• [Saved data entries]
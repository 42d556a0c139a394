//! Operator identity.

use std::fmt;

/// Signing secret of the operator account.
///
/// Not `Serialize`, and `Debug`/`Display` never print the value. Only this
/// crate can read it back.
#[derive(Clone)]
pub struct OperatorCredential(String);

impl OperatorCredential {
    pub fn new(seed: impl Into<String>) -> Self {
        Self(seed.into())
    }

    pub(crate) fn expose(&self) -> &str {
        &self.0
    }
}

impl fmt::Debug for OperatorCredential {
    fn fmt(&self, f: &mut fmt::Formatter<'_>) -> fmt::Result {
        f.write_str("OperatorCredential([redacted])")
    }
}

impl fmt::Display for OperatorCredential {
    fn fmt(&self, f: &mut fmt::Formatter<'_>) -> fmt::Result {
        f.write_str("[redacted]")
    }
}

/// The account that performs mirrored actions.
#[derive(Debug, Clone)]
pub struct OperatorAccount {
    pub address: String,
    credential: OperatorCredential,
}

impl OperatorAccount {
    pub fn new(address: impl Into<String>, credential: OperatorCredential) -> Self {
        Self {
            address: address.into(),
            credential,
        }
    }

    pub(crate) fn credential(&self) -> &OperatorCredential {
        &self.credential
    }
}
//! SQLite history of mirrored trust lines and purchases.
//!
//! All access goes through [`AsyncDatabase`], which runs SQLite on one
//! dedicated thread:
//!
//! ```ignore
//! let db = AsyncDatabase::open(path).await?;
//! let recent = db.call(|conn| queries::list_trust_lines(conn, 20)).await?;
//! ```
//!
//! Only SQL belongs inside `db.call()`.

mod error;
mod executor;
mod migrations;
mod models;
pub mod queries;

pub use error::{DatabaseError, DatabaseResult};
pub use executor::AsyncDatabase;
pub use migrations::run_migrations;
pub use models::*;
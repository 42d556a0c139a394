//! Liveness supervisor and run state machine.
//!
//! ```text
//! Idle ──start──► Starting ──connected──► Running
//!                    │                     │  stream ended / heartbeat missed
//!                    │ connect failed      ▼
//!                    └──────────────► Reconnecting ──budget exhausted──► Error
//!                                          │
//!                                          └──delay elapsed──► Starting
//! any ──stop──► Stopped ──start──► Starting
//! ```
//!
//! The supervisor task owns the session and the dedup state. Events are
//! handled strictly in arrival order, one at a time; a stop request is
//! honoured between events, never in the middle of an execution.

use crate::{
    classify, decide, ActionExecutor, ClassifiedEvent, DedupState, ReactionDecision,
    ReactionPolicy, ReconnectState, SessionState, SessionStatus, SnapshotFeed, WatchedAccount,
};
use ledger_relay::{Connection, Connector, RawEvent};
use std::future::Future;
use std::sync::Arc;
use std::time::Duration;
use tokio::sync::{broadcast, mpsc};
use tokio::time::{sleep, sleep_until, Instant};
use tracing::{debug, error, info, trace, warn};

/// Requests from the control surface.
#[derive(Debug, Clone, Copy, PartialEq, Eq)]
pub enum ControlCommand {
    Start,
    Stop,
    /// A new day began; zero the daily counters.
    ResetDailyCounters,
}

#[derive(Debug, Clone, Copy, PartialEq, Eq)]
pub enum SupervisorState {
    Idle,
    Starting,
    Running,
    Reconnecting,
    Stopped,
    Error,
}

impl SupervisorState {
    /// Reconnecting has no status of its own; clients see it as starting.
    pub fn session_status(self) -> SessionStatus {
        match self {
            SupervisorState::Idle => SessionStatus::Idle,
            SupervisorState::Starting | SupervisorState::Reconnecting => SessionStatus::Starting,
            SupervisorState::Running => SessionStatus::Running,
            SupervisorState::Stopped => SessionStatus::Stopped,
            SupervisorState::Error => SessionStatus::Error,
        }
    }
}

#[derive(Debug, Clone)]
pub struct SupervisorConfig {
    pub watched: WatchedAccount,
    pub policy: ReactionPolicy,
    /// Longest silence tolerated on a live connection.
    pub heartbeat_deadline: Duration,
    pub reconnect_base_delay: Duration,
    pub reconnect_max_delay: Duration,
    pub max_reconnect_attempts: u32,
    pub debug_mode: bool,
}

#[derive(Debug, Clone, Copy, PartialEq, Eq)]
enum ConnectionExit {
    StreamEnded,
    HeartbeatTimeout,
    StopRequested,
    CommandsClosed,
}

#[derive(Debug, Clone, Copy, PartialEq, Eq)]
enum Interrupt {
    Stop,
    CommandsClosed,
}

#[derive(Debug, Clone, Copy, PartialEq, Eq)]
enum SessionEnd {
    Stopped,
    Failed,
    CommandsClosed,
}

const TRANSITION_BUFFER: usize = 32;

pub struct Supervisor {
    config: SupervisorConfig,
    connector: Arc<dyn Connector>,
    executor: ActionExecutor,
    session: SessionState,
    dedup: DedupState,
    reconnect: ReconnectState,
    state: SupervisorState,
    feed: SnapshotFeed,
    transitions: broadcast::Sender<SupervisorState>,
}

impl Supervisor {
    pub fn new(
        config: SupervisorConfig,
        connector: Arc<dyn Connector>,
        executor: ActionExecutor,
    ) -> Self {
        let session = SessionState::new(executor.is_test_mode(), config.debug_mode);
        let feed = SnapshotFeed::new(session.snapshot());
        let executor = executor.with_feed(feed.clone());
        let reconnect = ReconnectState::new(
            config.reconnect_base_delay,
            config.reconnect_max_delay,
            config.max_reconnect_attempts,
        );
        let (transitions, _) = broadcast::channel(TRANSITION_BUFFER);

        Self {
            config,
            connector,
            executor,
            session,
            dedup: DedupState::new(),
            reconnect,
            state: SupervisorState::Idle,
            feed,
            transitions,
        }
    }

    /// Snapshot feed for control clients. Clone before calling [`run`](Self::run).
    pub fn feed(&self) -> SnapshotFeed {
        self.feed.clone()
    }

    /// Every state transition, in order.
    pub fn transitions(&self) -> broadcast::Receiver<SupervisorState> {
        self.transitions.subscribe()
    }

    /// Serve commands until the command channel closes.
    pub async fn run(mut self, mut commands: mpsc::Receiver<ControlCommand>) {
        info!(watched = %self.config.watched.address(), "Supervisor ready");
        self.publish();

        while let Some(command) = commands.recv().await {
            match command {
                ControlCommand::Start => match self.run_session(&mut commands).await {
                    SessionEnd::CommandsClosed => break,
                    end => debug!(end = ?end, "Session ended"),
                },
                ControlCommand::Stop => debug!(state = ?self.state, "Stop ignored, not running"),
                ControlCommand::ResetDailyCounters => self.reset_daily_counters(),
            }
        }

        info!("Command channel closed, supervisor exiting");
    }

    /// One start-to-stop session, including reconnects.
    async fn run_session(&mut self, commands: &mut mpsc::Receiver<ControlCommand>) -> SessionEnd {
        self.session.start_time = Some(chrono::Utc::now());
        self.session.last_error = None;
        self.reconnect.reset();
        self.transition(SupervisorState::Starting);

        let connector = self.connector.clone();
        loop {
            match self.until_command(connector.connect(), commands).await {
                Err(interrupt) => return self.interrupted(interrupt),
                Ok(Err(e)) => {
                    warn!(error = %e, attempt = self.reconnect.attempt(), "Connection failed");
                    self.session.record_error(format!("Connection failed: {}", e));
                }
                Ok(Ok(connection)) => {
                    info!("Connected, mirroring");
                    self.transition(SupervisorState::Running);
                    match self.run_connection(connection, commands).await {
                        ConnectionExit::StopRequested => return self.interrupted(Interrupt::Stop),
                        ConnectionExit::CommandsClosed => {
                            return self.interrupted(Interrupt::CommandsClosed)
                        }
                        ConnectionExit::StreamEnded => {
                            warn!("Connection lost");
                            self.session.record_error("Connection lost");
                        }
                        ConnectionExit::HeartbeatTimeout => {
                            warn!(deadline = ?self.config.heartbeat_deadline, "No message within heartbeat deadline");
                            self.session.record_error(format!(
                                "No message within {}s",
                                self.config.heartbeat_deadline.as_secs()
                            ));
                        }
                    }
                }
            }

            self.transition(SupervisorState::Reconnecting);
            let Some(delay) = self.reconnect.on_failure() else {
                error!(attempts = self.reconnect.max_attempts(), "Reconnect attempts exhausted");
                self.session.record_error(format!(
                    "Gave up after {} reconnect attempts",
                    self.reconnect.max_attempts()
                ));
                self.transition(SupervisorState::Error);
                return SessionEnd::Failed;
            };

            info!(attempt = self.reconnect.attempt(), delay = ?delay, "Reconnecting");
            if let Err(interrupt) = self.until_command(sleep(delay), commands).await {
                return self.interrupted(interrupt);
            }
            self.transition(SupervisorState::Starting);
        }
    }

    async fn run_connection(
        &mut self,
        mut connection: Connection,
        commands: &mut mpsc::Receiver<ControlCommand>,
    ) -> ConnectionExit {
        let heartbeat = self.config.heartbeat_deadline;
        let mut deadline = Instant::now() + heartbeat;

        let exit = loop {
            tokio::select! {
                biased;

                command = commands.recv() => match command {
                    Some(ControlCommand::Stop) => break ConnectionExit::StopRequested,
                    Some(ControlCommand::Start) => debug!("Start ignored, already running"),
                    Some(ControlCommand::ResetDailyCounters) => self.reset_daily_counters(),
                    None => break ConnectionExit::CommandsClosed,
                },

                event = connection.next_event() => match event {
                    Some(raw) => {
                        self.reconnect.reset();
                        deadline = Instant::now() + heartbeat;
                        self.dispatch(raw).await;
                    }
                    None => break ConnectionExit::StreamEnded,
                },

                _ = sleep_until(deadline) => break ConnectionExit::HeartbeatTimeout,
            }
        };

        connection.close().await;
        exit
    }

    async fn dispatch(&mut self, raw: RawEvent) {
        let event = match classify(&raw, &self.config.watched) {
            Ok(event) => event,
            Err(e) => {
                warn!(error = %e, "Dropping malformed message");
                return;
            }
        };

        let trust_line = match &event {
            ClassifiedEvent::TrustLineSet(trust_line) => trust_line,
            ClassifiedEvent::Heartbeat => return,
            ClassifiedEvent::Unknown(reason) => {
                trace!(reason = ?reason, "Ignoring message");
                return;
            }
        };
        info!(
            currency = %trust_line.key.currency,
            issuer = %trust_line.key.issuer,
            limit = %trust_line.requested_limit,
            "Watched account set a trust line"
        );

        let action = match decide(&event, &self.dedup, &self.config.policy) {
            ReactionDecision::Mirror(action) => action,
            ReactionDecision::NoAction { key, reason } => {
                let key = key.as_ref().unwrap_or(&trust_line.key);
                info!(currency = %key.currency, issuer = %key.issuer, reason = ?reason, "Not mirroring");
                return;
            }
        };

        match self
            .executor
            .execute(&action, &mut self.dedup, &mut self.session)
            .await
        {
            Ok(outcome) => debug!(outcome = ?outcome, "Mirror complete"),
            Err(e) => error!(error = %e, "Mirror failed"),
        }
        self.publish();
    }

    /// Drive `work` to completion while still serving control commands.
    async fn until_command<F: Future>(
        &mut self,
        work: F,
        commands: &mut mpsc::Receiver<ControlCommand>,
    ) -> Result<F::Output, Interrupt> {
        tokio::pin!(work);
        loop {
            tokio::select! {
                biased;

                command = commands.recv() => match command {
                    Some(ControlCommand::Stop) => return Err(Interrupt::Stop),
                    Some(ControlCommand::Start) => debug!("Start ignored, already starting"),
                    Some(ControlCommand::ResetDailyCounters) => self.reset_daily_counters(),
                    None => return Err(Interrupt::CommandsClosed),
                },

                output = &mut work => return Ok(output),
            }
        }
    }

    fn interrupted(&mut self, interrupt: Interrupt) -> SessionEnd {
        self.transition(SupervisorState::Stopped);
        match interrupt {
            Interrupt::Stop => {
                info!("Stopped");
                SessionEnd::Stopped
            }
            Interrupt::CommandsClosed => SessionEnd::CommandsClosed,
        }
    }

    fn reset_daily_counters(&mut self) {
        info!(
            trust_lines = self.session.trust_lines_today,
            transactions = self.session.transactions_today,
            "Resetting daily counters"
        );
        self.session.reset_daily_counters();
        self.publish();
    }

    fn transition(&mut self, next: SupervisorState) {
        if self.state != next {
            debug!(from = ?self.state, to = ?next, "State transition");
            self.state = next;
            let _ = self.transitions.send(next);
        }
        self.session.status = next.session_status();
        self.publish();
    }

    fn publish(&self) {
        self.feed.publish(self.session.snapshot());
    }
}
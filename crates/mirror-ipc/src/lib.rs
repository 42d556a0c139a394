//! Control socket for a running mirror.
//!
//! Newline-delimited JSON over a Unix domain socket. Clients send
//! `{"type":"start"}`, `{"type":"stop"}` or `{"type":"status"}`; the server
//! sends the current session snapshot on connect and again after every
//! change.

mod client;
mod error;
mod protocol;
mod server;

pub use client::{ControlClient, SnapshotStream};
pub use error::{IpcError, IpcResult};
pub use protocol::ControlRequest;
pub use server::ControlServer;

• [Action item] Copy exactly the line containing "a running mirror." and every line after it, ending with the last line of the records above.

• [Exercise result]
//! Control socket for a running mirror.
//!
//! Newline-delimited JSON over a Unix domain socket. Clients send
//! `{"type":"start"}`, `{"type":"stop"}` or `{"type":"status"}`; the server
//! sends the current session snapshot on connect and again after every
//! change.

mod client;
mod error;
mod protocol;
mod server;

pub use client::{ControlClient, SnapshotStream};
pub use error::{IpcError, IpcResult};
pub use protocol::ControlRequest;
pub use server::ControlServer;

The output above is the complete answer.